Je sentis une présence lointaine me pousser à l'intérieur.

Je franchis le cap de l'entrée et visitai silencieusement chaque recoin.

L'odeur du renfermé me piqua le nez, salissant la mémoire pétillante de l'endroit. Pourtant, rien n'avait changé, tout était à sa place, comme auparavant.

J'arrivai devant la porte de la chambre de mes parents et m'arrêtai pour en regarder le bois. Je posai mes mains contre cette dernière pour sentir leur présence. Ils étaient là, je le savais.

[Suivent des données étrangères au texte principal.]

//! Size changes of interpolated images.

use crate::image_pipeline::common::error::{DngError, Result};
use crate::image_pipeline::common::host::Host;
use crate::image_pipeline::common::image::StageImage;

/// Stretches vertically by an integer factor, interpolating new rows
/// linearly between the source rows around them.
pub fn stretch_rows(image: &StageImage, factor: usize, host: &Host) -> Result<StageImage> {
    let height = image.height * factor;
    let mut out = StageImage {
        width: image.width,
        height,
        planes: image.planes,
        pixel_type: image.pixel_type,
        data: host.allocate(image.width * height * image.planes, "stretched image")?,
    };
    for row in 0..height {
        host.sniff_for_abort()?;
        let src = row / factor;
        let next = (src + 1).min(image.height - 1);
        let t = (row % factor) as f64 / factor as f64;
        let (a, b) = (image.row(src), image.row(next));
        for (i, out_v) in out.row_mut(row).iter_mut().enumerate() {
            *out_v = (a[i] as f64 * (1.0 - t) + b[i] as f64 * t).round() as u16;
        }
    }
    Ok(out)
}

/// Horizontal counterpart of [`stretch_rows`].
pub fn stretch_cols(image: &StageImage, factor: usize, host: &Host) -> Result<StageImage> {
    let width = image.width * factor;
    let planes = image.planes;
    let mut out = StageImage {
        width,
        height: image.height,
        planes,
        pixel_type: image.pixel_type,
        data: host.allocate(width * image.height * planes, "stretched image")?,
    };
    for row in 0..image.height {
        host.sniff_for_abort()?;
        for col in 0..width {
            let src = col / factor;
            let next = (src + 1).min(image.width - 1);
            let t = (col % factor) as f64 / factor as f64;
            for p in 0..planes {
                let v = image.get(row, src, p) as f64 * (1.0 - t) + image.get(row, next, p) as f64 * t;
                out.set(row, col, p, v.round() as u16);
            }
        }
    }
    Ok(out)
}

/// Box-filter downsample to `width` x `height`.
pub fn downsample(image: &StageImage, width: usize, height: usize, host: &Host) -> Result<StageImage> {
    if width == 0 || height == 0 || width > image.width || height > image.height {
        return Err(DngError::program(format!(
            "downsample {}x{} to {}x{}",
            image.width, image.height, width, height
        )));
    }
    if width == image.width && height == image.height {
        return Ok(image.clone());
    }
    let planes = image.planes;
    let mut out = StageImage {
        width,
        height,
        planes,
        pixel_type: image.pixel_type,
        data: host.allocate(width * height * planes, "downsampled image")?,
    };
    let mut sums = vec![0u64; planes];
    for row in 0..height {
        host.sniff_for_abort()?;
        let r0 = row * image.height / height;
        let r1 = ((row + 1) * image.height / height).max(r0 + 1);
        for col in 0..width {
            let c0 = col * image.width / width;
            let c1 = ((col + 1) * image.width / width).max(c0 + 1);
            sums.iter_mut().for_each(|s| *s = 0);
            for r in r0..r1 {
                for c in c0..c1 {
                    for (p, sum) in sums.iter_mut().enumerate() {
                        *sum += image.get(r, c, p) as u64;
                    }
                }
            }
            let n = ((r1 - r0) * (c1 - c0)) as u64;
            for (p, sum) in sums.iter().enumerate() {
                out.set(row, col, p, ((sum + n / 2) / n) as u16);
            }
        }
    }
    Ok(out)
}

/// Multiplies every sample by `gain`, clipping at the pixel type's maximum.
pub fn apply_gain(image: &mut StageImage, gain: f64) {
    if gain == 1.0 {
        return;
    }
    let max = image.pixel_type.max_value() as f64;
    for v in image.data.iter_mut() {
        *v = (*v as f64 * gain).round().clamp(0.0, max) as u16;
    }
}

#[cfg(test)]
mod tests {
    use super::*;
    use crate::image_pipeline::common::image::PixelType;

    #[test]
    fn downsample_averages_blocks() {
        let img = StageImage::from_data(4, 2, 1, PixelType::U16, vec![0, 2, 4, 6, 2, 4, 6, 8]).unwrap();
        let out = downsample(&img, 2, 1, &Host::default()).unwrap();
        assert_eq!(out.data, vec![2, 6]);
    }

    #[test]
    fn stretch_interpolates_between_rows() {
        let img = StageImage::from_data(1, 2, 1, PixelType::U16, vec![0, 100]).unwrap();
        let out = stretch_rows(&img, 2, &Host::default()).unwrap();
        assert_eq!(out.data, vec![0, 50, 100, 100]);
    }

    #[test]
    fn gain_clips() {
        let mut img = StageImage::from_data(2, 1, 1, PixelType::U16, vec![1000, 40000]).unwrap();
        apply_gain(&mut img, 2.0);
        assert_eq!(img.data, vec![2000, 65535]);
    }
}
pub use tracing::{debug, error, info, instrument, trace, warn};
use tracing_subscriber::prelude::*;
use tracing_subscriber::{
    EnvFilter,
    fmt::{self, format::FmtSpan},
};

/// Installs the global tracing subscriber.
///
/// The filter comes from `RUST_LOG` and defaults to `info`. Span close
/// events (which carry stage durations) are only printed at debug level.
pub fn init() {
    init_with_default("info");
}

pub fn init_with_default(default_filter: &str) {
    let env_filter =
        EnvFilter::try_from_default_env().unwrap_or_else(|_| EnvFilter::new(default_filter));

    let is_debug = env_filter.to_string().contains("debug")
        || std::env::var("RUST_LOG").unwrap_or_default().contains("debug");

    let fmt_layer = fmt::layer()
        .with_target(false)
        .with_timer(fmt::time::uptime())
        .with_span_events(if is_debug {
            FmtSpan::CLOSE
        } else {
            FmtSpan::NONE
        });

    // A second init (tests, embedding hosts) keeps the first subscriber.
    let _ = tracing_subscriber::registry()
        .with(env_filter)
        .with(fmt_layer)
        .try_init();
}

Je n'entrerais plus jamais dans cette chambre, elle resterait pour toujours sacrée, ancrée dans mon esprit, avec mes parents souriants sur le lit, bouquinant, se taquinant, riant.

Je rejoignis alors ma chambre. La retrouver me fit un électrochoc. C'était inexplicable... comme... comme si je n'étais jamais partie.

Je m'assis sur le lit qui n'avait pas changé de place. J'avais oublié beaucoup de choses de ces années passées, mais le logement m'était familier.

Un bibelot était posé sur ma table de chevet. Je le saisis pour l'admirer. Il s'agissait d'une boule à neige. Le Big-Ben se trouvait à l'intérieur, entouré de flocons. La coïncidence me fit sourire.

Je me tournai vers Will qui attendait patiemment que je m'acclimate.

— Tu vois, murmurai-je, tu as toujours été là pour moi.

C'est au moment de reposer la boule que je me rendis compte de l'étonnante propreté des lieux. Alex m'expliqua que quelqu'un était venu faire le ménage, toutes les deux semaines, pour éviter que la maison ne se dégrade.

Sans demander plus d'explications, je posai ma valise sur le sol prête à reprendre ma vie là où je l'avais laissée. Certes, ma mère ne viendrait plus me border, je ne sentirai plus ses lèvres chaudes se poser sur mon front, mais d'une certaine manière je l'avais retrouvée en ces lieux, je les avais retrouvés, et je m'étais retrouvée un peu par la même occasion.

Je sentis poindre une force dans tout mon organisme, heureuse de retrouver un sens à mon existence. Je savais que de nombreux souvenirs perdus allaient enfin me revenir en ces lieux.

Ce n'était qu'une question de temps.

          Je finis par rejoindre le salon. Je ne pus supporter la vue de notre vieux téléphone. Je revis Alex s'effondrer au sol, le faisant tomber par terre. Il venait d'apprendre la terrible nouvelle. Je la connaissais moi aussi, mais ne pouvais lâcher l'écran de télévision des yeux.

Sans un mot, je débranchai l'appareil et le jetai à la poubelle. Je m'assis alors là où s'était trouvé mon frère trois ans auparavant pour exorciser les lieux.